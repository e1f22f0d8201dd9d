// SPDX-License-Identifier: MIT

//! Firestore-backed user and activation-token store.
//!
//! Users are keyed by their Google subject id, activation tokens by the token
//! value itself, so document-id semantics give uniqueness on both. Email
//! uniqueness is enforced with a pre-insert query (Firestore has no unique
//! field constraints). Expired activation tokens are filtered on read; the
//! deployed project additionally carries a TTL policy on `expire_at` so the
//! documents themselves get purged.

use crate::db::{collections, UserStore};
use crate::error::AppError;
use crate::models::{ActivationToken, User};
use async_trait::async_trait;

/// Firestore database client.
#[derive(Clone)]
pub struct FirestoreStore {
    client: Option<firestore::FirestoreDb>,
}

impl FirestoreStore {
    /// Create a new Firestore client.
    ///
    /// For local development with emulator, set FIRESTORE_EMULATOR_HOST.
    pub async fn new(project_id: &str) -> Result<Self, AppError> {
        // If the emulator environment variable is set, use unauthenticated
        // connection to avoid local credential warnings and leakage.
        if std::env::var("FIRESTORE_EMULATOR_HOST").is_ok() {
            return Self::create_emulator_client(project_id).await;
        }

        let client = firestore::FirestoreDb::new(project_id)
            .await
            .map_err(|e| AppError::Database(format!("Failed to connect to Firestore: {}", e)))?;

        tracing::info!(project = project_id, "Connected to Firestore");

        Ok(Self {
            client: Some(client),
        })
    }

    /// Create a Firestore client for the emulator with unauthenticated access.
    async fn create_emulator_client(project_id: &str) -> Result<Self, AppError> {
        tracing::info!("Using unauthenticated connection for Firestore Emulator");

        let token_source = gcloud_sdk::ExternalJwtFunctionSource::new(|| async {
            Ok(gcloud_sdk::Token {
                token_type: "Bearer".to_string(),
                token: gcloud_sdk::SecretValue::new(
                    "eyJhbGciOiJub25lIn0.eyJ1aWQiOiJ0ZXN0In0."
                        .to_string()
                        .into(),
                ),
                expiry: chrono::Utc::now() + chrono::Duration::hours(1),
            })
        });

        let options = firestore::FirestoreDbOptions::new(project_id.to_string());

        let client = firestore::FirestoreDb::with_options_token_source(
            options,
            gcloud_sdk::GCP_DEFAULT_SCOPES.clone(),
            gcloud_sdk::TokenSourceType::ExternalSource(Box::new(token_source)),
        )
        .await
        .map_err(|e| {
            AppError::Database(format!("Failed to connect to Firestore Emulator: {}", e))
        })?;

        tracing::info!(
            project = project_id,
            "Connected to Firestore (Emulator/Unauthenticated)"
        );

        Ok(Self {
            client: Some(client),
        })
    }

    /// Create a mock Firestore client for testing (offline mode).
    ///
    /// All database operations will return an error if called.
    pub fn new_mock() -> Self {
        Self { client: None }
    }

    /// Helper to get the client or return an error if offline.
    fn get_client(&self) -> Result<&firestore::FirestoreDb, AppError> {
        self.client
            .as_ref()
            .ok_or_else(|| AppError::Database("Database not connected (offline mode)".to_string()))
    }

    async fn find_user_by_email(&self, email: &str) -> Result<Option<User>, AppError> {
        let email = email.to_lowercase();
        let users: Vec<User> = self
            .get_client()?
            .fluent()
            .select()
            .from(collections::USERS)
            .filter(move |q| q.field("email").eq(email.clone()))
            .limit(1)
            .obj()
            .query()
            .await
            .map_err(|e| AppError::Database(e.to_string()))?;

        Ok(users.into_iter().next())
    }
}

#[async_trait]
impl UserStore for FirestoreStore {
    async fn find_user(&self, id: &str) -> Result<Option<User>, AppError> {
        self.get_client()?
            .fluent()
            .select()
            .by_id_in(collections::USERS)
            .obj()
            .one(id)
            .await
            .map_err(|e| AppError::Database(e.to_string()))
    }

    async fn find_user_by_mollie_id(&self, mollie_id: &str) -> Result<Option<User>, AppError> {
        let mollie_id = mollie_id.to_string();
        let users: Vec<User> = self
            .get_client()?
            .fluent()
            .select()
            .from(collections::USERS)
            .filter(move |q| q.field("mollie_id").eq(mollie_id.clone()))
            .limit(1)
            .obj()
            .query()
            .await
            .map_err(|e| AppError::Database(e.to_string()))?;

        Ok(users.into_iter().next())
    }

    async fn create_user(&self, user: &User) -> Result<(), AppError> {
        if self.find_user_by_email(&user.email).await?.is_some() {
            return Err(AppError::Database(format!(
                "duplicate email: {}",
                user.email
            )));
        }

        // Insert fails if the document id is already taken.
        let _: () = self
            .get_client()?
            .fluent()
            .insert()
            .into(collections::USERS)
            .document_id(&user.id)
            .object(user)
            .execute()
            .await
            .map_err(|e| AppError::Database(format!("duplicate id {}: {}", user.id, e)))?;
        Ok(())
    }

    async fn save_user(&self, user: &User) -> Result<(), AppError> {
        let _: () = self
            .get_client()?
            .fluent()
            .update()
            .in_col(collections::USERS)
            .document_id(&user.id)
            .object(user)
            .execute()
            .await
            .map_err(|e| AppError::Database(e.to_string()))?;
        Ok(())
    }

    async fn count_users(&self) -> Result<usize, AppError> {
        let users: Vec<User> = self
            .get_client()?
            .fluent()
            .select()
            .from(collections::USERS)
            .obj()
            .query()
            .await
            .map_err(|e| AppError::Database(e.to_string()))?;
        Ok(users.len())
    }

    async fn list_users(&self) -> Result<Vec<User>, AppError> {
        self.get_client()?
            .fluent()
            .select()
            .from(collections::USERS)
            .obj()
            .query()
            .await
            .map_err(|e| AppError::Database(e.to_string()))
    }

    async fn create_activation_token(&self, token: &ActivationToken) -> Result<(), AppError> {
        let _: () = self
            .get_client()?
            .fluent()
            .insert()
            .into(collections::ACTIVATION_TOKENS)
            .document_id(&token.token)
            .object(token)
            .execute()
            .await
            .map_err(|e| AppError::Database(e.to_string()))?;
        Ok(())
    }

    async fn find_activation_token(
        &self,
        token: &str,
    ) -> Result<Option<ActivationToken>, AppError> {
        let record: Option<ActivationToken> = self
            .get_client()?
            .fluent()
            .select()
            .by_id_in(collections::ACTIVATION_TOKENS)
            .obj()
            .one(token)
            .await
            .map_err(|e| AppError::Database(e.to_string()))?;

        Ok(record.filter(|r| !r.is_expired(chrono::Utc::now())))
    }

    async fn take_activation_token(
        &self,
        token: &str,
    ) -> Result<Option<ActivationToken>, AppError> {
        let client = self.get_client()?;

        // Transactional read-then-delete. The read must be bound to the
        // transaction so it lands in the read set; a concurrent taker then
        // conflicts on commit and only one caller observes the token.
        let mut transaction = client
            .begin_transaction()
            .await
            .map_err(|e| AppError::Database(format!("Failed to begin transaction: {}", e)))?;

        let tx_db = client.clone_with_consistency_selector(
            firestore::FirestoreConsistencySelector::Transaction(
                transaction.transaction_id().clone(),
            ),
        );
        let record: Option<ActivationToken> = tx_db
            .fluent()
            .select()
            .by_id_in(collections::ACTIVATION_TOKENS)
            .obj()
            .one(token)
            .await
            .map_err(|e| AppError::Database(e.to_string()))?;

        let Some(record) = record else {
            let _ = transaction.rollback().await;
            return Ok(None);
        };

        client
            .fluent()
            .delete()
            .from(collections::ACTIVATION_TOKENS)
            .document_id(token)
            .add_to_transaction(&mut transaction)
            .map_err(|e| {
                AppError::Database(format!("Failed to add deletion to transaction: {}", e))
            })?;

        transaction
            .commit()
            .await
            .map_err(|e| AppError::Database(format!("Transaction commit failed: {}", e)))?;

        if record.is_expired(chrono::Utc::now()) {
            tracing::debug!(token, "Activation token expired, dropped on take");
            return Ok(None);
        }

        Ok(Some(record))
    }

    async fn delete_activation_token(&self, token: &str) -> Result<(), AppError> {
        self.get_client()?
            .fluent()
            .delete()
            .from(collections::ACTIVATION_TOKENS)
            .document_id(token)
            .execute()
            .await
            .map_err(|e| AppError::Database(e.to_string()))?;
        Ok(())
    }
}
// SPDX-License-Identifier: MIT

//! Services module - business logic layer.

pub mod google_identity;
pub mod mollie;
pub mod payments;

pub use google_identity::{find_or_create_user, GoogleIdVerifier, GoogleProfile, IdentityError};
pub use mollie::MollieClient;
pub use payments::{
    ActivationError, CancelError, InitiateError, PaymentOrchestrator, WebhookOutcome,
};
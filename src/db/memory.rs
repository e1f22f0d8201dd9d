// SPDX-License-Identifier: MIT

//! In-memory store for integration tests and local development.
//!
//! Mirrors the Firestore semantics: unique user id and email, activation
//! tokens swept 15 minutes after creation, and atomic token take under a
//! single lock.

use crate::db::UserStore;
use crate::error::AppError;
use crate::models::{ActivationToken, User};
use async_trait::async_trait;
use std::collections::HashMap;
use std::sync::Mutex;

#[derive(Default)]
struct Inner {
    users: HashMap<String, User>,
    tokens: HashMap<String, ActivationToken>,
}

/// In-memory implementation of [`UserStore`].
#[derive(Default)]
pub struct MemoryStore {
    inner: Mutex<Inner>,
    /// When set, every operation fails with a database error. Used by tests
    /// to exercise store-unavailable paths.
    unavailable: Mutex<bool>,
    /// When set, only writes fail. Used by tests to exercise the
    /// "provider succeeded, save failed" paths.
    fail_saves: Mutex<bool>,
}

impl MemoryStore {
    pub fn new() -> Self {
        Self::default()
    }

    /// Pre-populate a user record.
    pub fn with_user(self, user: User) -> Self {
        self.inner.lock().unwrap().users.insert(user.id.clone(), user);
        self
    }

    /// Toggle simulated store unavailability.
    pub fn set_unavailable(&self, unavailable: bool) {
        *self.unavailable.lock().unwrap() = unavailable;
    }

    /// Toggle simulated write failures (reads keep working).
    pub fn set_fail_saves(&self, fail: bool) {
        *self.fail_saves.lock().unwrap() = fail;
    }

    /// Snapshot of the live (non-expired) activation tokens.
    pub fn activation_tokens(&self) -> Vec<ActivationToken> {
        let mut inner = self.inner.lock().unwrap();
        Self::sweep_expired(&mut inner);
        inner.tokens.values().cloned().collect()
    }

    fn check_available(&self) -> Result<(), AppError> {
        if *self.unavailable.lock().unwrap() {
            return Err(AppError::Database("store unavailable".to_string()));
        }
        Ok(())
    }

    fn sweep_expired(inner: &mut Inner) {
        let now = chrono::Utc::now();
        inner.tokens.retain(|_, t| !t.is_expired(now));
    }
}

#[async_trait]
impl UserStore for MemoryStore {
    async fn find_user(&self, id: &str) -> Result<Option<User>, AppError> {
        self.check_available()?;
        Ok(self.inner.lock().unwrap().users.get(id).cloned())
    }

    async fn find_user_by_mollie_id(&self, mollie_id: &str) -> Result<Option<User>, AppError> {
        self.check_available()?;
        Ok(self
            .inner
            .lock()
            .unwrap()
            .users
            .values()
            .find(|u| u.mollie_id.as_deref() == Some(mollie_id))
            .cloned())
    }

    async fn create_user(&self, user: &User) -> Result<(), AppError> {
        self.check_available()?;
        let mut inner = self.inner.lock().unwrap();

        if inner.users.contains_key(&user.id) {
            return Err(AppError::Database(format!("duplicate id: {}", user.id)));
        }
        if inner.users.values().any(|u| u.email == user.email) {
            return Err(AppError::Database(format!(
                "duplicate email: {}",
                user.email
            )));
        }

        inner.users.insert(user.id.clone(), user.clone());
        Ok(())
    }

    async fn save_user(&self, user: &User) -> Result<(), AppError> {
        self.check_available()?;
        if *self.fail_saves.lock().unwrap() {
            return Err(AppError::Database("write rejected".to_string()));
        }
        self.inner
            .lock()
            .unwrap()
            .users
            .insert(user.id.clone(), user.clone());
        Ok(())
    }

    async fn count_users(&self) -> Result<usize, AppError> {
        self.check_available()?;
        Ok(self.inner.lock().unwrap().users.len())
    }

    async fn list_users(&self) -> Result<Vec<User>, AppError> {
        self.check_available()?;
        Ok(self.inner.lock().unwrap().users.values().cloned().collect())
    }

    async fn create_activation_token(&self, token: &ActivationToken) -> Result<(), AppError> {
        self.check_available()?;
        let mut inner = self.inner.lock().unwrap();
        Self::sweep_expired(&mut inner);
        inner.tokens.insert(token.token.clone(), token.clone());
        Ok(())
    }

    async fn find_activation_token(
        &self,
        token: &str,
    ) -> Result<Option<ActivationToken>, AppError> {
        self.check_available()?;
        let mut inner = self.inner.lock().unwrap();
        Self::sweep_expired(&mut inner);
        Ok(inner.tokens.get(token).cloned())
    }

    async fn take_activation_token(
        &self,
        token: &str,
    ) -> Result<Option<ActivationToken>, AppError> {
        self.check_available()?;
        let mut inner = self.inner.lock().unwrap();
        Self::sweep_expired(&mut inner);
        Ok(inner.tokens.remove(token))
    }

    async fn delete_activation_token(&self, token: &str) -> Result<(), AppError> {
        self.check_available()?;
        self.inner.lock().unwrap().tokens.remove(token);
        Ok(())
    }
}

* * *

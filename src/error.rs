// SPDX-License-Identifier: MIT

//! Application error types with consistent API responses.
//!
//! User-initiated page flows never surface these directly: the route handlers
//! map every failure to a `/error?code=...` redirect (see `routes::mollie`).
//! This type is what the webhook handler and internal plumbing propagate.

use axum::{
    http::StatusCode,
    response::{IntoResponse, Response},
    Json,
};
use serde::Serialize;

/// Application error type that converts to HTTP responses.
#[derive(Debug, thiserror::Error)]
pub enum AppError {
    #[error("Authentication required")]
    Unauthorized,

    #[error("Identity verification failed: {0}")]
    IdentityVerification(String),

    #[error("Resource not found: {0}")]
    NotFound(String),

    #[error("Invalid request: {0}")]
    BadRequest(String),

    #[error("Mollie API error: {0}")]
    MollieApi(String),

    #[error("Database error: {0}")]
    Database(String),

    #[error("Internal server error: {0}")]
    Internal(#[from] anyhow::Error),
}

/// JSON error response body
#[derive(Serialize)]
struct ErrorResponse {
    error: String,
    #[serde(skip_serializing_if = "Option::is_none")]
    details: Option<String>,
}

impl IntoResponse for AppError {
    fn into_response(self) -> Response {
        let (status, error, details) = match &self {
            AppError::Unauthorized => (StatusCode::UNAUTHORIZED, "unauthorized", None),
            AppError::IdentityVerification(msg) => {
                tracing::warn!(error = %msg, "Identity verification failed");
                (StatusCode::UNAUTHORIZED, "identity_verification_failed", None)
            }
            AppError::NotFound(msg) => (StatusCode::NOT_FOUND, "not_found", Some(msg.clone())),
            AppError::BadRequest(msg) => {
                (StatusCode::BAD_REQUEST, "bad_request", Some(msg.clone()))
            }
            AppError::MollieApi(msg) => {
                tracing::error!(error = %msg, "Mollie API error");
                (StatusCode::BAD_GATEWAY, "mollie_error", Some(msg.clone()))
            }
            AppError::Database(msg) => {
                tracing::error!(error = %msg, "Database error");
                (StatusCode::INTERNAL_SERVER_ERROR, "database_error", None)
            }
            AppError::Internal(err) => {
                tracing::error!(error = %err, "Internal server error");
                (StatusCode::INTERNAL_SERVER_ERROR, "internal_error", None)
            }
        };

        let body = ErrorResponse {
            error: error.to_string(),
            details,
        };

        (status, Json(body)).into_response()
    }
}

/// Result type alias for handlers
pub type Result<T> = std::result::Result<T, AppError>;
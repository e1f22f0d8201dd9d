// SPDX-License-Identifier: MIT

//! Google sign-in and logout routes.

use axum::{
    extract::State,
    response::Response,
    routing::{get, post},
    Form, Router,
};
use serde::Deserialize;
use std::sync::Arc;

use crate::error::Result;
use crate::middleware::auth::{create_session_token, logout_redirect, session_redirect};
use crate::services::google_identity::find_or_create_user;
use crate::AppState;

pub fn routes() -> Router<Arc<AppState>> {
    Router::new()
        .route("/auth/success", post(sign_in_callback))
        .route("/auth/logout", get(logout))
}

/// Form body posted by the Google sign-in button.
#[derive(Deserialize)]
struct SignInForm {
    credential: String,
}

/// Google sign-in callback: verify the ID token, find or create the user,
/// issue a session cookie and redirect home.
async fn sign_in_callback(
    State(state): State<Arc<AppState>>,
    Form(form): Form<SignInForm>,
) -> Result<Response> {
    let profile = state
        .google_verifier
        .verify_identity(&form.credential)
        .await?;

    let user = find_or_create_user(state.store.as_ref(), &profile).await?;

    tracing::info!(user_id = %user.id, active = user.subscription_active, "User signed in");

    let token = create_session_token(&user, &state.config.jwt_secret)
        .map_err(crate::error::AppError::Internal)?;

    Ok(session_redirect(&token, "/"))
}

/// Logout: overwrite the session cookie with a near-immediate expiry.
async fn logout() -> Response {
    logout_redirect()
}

> [Task]
If the string "StatusCode" is in a line of the entries, pick that line out.

> [Exercise solution]
    http::StatusCode,
            AppError::Unauthorized => (StatusCode::UNAUTHORIZED, "unauthorized", None),
                (StatusCode::UNAUTHORIZED, "identity_verification_failed", None)
            AppError::NotFound(msg) => (StatusCode::NOT_FOUND, "not_found", Some(msg.clone())),
                (StatusCode::BAD_REQUEST, "bad_request", Some(msg.clone()))
                (StatusCode::BAD_GATEWAY, "mollie_error", Some(msg.clone()))
                (StatusCode::INTERNAL_SERVER_ERROR, "database_error", None)
                (StatusCode::INTERNAL_SERVER_ERROR, "internal_error", None)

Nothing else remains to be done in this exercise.